Egemenlik tartışmaları, ulus ile devlet arasında sıkışıp kalmış gibi gözükse de, kazın ayağı öyle değil. Soyut ulustan, somut devlete yüklenen egemenliğin fiili durumunu sınıfsal yapı belirliyor.

Üçüncü egemenlik, “sermaye sınıfı”nın egemenliği… Ve ikinci egemenliğin sahibi devletin adını da bu egemenlik koyuyor; kapitalist diyor, burjuva diyor, liberal diyor. Kimi zaman da “sosyal hukuk devleti” deyip, geniş siyaseti kendi düzeninin içinde eritiyor.

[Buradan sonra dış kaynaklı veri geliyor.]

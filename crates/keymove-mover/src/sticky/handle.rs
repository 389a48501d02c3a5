use crate::settings::MoverSettings;
use keymove_core::{NodeId, OverlayId, SurfaceId, Vec2};
use keymove_graph::{ConnectionHighlighter, OverlayAnchor, OverlayShape, OverlaySpec, Surface};
use std::collections::HashMap;
use tracing::{debug, warn};

/// Grip drawn at the top-left of the focused node. Clicking it enters sticky
/// mode for that node. Sizes are read from the settings each time a grip is
/// drawn.
#[derive(Debug, Clone, Default)]
pub struct HandleAffordance {
    shown: HashMap<SurfaceId, (NodeId, OverlayId, OverlaySpec)>,
}

impl HandleAffordance {
    pub fn new() -> Self {
        Self::default()
    }

    pub fn node(&self, surface: SurfaceId) -> Option<NodeId> {
        self.shown.get(&surface).map(|(node, _, _)| *node)
    }

    /// Side length of the grip for `node`; short nodes get the narrow variant.
    pub fn size_for(surface: &dyn Surface, node: NodeId, settings: &MoverSettings) -> f32 {
        match surface.node_bounds(node) {
            Some(bounds) if bounds.height() < settings.small_node_height => {
                settings.handle_small_size
            }
            _ => settings.handle_size,
        }
    }

    pub fn show(
        &mut self,
        surface: &mut dyn Surface,
        node: NodeId,
        settings: &MoverSettings,
    ) -> bool {
        if self.node(surface.id()) == Some(node) {
            return true;
        }
        self.hide(surface);
        if surface.element(node).is_none() {
            return false;
        }
        let side = Self::size_for(surface, node, settings);
        let spec = OverlaySpec {
            shape: OverlayShape::Handle,
            anchor: OverlayAnchor::Node {
                node,
                offset: Vec2::new(-side, 0.0),
            },
            size: Vec2::new(side, side),
            port: None,
        };
        match surface.add_overlay(&spec) {
            Ok(id) => {
                debug!("Showing move handle for {}", node);
                self.shown.insert(surface.id(), (node, id, spec));
                true
            }
            Err(e) => {
                warn!("Failed to show move handle for {}: {}", node, e);
                false
            }
        }
    }

    pub fn hide(&mut self, surface: &mut dyn Surface) {
        if let Some((node, id, _)) = self.shown.remove(&surface.id())
            && let Err(e) = surface.remove_overlay(id)
        {
            warn!("Failed to remove move handle for {}: {}", node, e);
        }
    }

    /// The node whose grip covers the screen point, if any.
    pub fn hit(&self, surface: &dyn Surface, point: Vec2) -> Option<NodeId> {
        let (node, _, spec) = self.shown.get(&surface.id())?;
        ConnectionHighlighter::screen_rect(surface, spec)
            .filter(|rect| rect.contains(point))
            .map(|_| *node)
    }
}
pub mod util;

Sonuçta, devlet egemenliği ile sermaye egemenliği özdeş. Ancak, sermayenin avantajı, gücünü çok yönlü ve yaygın kullanabilmesi, gerekli manevraları iyi yapması… Tartışma tarafı gibi öne çıkarılan “ulus egemenliği” ise soyutluk havuzunda, bu özdeş egemenliğe destek veriyor, hizmet ediyor.

Dördüncü olarak, uluslararası hukukla da koruma altına alınan emperyalist egemenlik var ki, sermaye/devlet egemenliği, “tam bağımlılık” hizmeti veriyor. Dünya Bankası, IMF gibi uluslararası kuruluşlar ve uluslararası hukuk, tam bağımlılık hizmeti için iç hukukları etkilemeyi ve yönlendirmeyi ihmal etmiyor. Ulusalcılık tartışmasının en kritik başlığı da buraya takılıp kalıyor. Yalnızca “emperyalizme karşıyım” demekle iş bitmiyor.

Sıfırlamak gerekenler listesine, bu dörtlü egemenlik zincirini eklerken, aralarındaki iç çelişkilerden doğan tartışmalara ve diğer üç egemenliğin baskısı altındaki “ulus egemenliği” yanılsamasına düşmemek gerekiyor.

Sınıfsal içeriği boşaltılan ve sömürüye hizmet eden egemenlik oyuncağı, AKP’li parlamentoda AKP karşıtlarına ve AKP’den kurtulmak isteyenlere iyi malzeme olabilir ama komünistlerin muhatabı olmaz.